Unless they are explicitly asking for your opinion, avoid offering anything. It will push them back into the safety of their silent bubble and confirm that moms knows nothing because we go too fast for their thought process.

All we can do is be there if they need anything.

4. Back off and give sporadically.

Remember when you’d do anything for your child? Going out of your way was the norm, and putting their best interests before yours was almost a rule. I continued to do this as my child became a teenager and of course, it backfired.

The crucial point between childhood and young adulthood is a stormy passage for teens. Their minds are like a puzzle with missing pieces and nothing really fits.

And guess what? We represent the childhood they want to move away from in their quest for young adulthood. Which means the more we want to come closer, the more they avoid us.

Back off a little. Remove yourself from the center and focus on the big picture.

Eventually, they will come forth when they feel we approve of them no matter what.

5. Keep rules basic.

I knew I’d deal with my kid’s teenage years eventually. But I never expected to be sucked into their whirlwind with such force nor have their exasperating behavior test my endless patience to this point.

Yet it happened.

I say blue, they say green. When I say okay, green, they go back to blue. This constant resistance over time is exhausting. Not to mention the nods that clearly say I hear you, but actually, they don’t.

Their wide-open ears are exclusive for friends as their fingers talk secretly on screens of all sizes… and I got very little except rolling eyes, and I’ll do it later.

At first, my emotions ran rampant simply because I had raised these creatures but no longer recognized them. Maybe they were someone else’s kids, and they lost their way?

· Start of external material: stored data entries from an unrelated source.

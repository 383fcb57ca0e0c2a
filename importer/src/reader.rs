//! Turns assembled or downloaded blocks into [`BlockFile`]s.

use blockfeed_crypto::BlockRootHashDigest;
use blockfeed_store::StreamFileData;
use blockfeed_types::{
    block_filename, Block, BlockFile, BlockItem, Clock, RecordFileItem, StreamedBlock,
    TransactionBody,
};
use std::sync::Arc;

use crate::ImporterError;

/// Node tag of blocks downloaded from object storage.
pub const CLOUD_NODE: &str = "cloud";

pub struct BlockStreamReader {
    clock: Arc<dyn Clock>,
}

impl BlockStreamReader {
    pub fn new(clock: Arc<dyn Clock>) -> Self {
        Self { clock }
    }

    /// Parse a block received from `node`. Its artifact name is derived from
    /// the block number in its first item.
    pub fn read_streamed(&self, block: StreamedBlock, node: &str) -> Result<BlockFile, ImporterError> {
        let number = match block.items.first() {
            Some(BlockItem::BlockHeader(header)) => header.number,
            Some(BlockItem::RecordFile(record)) => record.block_number,
            Some(other) => {
                return Err(ImporterError::InvalidStreamFile(format!(
                    "Streamed block starts with {} instead of a block header",
                    other.case()
                )))
            }
            None => return Err(ImporterError::InvalidStreamFile("Streamed block has no items".into())),
        };

        let load_end = self.clock.now_millis();
        let load_start = block.load_start;
        let block = Block { items: block.items };
        let size = block.to_bytes()?.len();
        let mut file = read_items(block.items, block_filename(number, false))?;
        file.node = node.to_string();
        file.size = size;
        file.load_start = load_start;
        file.load_end = load_end;
        Ok(file)
    }

    /// Decompress and parse an object downloaded from storage.
    pub fn read_file(&self, data: &StreamFileData, persist_bytes: bool) -> Result<BlockFile, ImporterError> {
        let load_start = self.clock.now_millis();
        let raw = zstd::decode_all(data.bytes.as_slice())?;
        let block = Block::from_bytes(&raw)?;
        let mut file = read_items(block.items, data.filename().to_string())?;
        file.node = CLOUD_NODE.to_string();
        file.size = data.bytes.len();
        file.bytes = persist_bytes.then(|| data.bytes.clone());
        file.load_start = load_start;
        file.load_end = self.clock.now_millis();
        Ok(file)
    }
}

fn read_items(items: Vec<BlockItem>, name: String) -> Result<BlockFile, ImporterError> {
    if let [BlockItem::RecordFile(record)] = items.as_slice() {
        return Ok(read_record_file(record, name));
    }

    let mut digest = BlockRootHashDigest::new();
    let mut file = BlockFile {
        name,
        ..Default::default()
    };
    let mut previous_hash = None;

    for item in &items {
        digest.add_item(item)?;
        match item {
            BlockItem::BlockHeader(header) => {
                if file.header.is_some() {
                    return Err(ImporterError::InvalidStreamFile(format!(
                        "Block file {} has more than one block header",
                        file.name
                    )));
                }
                file.index = header.number;
                file.consensus_start = header.block_timestamp.as_nanos();
                file.consensus_end = file.consensus_start;
                file.hapi_version = header.hapi_proto_version.clone();
                file.software_version = header.software_version.clone();
                file.header = Some(header.clone());
            }
            BlockItem::RoundHeader(round) => {
                file.round_start.get_or_insert(round.round_number);
                file.round_end = Some(round.round_number);
            }
            BlockItem::SignedTransaction(transaction) => {
                file.count += 1;
                if let TransactionBody::LedgerIdPublication(publication) = &transaction.body {
                    file.ledger_id_publication = Some(publication.clone());
                }
            }
            BlockItem::TransactionResult(result) => {
                file.consensus_end = result.consensus_timestamp.as_nanos();
            }
            BlockItem::BlockFooter(footer) => {
                previous_hash = Some(footer.previous_block_root_hash);
            }
            BlockItem::BlockProof(proof) => {
                file.proof = Some(proof.clone());
            }
            BlockItem::RecordFile(_) => {
                return Err(ImporterError::InvalidStreamFile(format!(
                    "Block file {} mixes a record file with block items",
                    file.name
                )));
            }
            BlockItem::EventHeader(_)
            | BlockItem::TransactionOutput(_)
            | BlockItem::StateChanges(_)
            | BlockItem::TraceData(_) => {}
        }
    }

    if file.header.is_none() {
        return Err(ImporterError::InvalidStreamFile(format!(
            "Block file {} has no block header",
            file.name
        )));
    }
    if file.proof.is_none() {
        return Err(ImporterError::InvalidStreamFile(format!(
            "Block file {} has no block proof",
            file.name
        )));
    }
    file.previous_hash = previous_hash.ok_or_else(|| {
        ImporterError::InvalidStreamFile(format!("Block file {} has no block footer", file.name))
    })?;
    file.raw_hash = digest.digest()?;
    file.hash = file.raw_hash;
    Ok(file)
}

fn read_record_file(record: &RecordFileItem, name: String) -> BlockFile {
    BlockFile {
        index: record.block_number,
        name,
        raw_hash: record.hash,
        hash: record.hash,
        previous_hash: record.previous_hash,
        consensus_start: record.consensus_start,
        consensus_end: record.consensus_end,
        hapi_version: record.hapi_version.clone(),
        software_version: record.hapi_version.clone(),
        count: record.transaction_count,
        record_file_item: Some(record.clone()),
        ..Default::default()
    }
}

#[cfg(test)]
mod tests {
    use super::*;
    use blockfeed_nullables::{BlockGenerator, NullClock};
    use blockfeed_types::BlockHash;

    fn reader(now: i64) -> BlockStreamReader {
        BlockStreamReader::new(Arc::new(NullClock::new(now)))
    }

    #[test]
    fn reads_a_streamed_block() {
        let mut generator = BlockGenerator::new(2).with_ledger_publication();
        let block = generator.next_block();
        let streamed = StreamedBlock {
            items: block.items.clone(),
            load_start: 5,
        };

        let file = reader(9).read_streamed(streamed, "a:1").unwrap();
        assert_eq!(file.index, 0);
        assert_eq!(file.name, "0000000000000000000.blk");
        assert_eq!(file.node, "a:1");
        assert_eq!(file.hash, generator.previous_root());
        assert_eq!(file.previous_hash, BlockHash::ZERO);
        assert_eq!(file.count, 1);
        assert_eq!(file.round_start, Some(1));
        assert!(file.consensus_end > file.consensus_start);
        assert!(file.ledger_id_publication.is_some());
        assert_eq!((file.load_start, file.load_end), (5, 9));
        assert!(file.bytes.is_none());
    }

    #[test]
    fn reads_a_downloaded_block() {
        let mut generator = BlockGenerator::new(2);
        let block = generator.next_block();
        let bytes = zstd::encode_all(block.to_bytes().unwrap().as_slice(), 0).unwrap();
        let data = StreamFileData {
            key: "testnet/block/0000000000000000000.blk.zstd".into(),
            bytes: bytes.clone(),
            last_modified: 0,
        };

        let file = reader(0).read_file(&data, true).unwrap();
        assert_eq!(file.name, "0000000000000000000.blk.zstd");
        assert_eq!(file.node, CLOUD_NODE);
        assert_eq!(file.bytes, Some(bytes));
        assert_eq!(file.hash, generator.previous_root());

        assert!(reader(0).read_file(&data, false).unwrap().bytes.is_none());
    }

    #[test]
    fn record_file_block() {
        let mut generator = BlockGenerator::new(2);
        generator.next_block();
        let block = generator.record_file_block();
        let file = reader(0)
            .read_streamed(
                StreamedBlock {
                    items: block.items,
                    load_start: 0,
                },
                "a:1",
            )
            .unwrap();
        assert!(file.is_record_file());
        assert_eq!(file.index, 1);
        assert!(file.proof.is_none());
    }

    #[test]
    fn missing_proof_is_invalid() {
        let mut generator = BlockGenerator::new(2);
        let mut block = generator.next_block();
        block.items.pop();
        let err = reader(0)
            .read_streamed(
                StreamedBlock {
                    items: block.items,
                    load_start: 0,
                },
                "a:1",
            )
            .unwrap_err();
        assert!(err.to_string().contains("has no block proof"));
    }

    #[test]
    fn corrupt_download_is_an_error() {
        let data = StreamFileData {
            key: "x/block/0000000000000000000.blk.zstd".into(),
            bytes: vec![1, 2, 3],
            last_modified: 0,
        };
        assert!(reader(0).read_file(&data, false).is_err());
    }
}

And then I went back to basics. Basic rules. Basic words. Basic expectations.

Bend a few rules but keep essential house rules. Yes, they have to participate, pick up their stuff.

Don’t repeat and don’t it for them. Clearly assign house chores because no, they don’t live alone on a far off island.

Avoid monologues… If you want them to hear the words that come out of your mouth, make them short, simple and to the point.

You want them to do something? You don’t agree with their choice?

Unless it’s dangerous, let it go.

6. Remember the child.

When you’re short on patience, or if your emotional well being is almost out the window, take a moment to breathe deeply. Remind yourself that your child is still your child and not some mutant from a sci-fi movie. Of course, they no longer need to be overprotected but they definitely still need your love.

Things will change many times over, and you’ll both experience unexpected growing pains in different ways.

In the meantime, focus on one situation at a time and implement simple changes in communication to avoid overload.

It may take time, but teens give us plenty of opportunities to practice.

So go forth with your newly acquired mama wisdom and be very kind to yourself.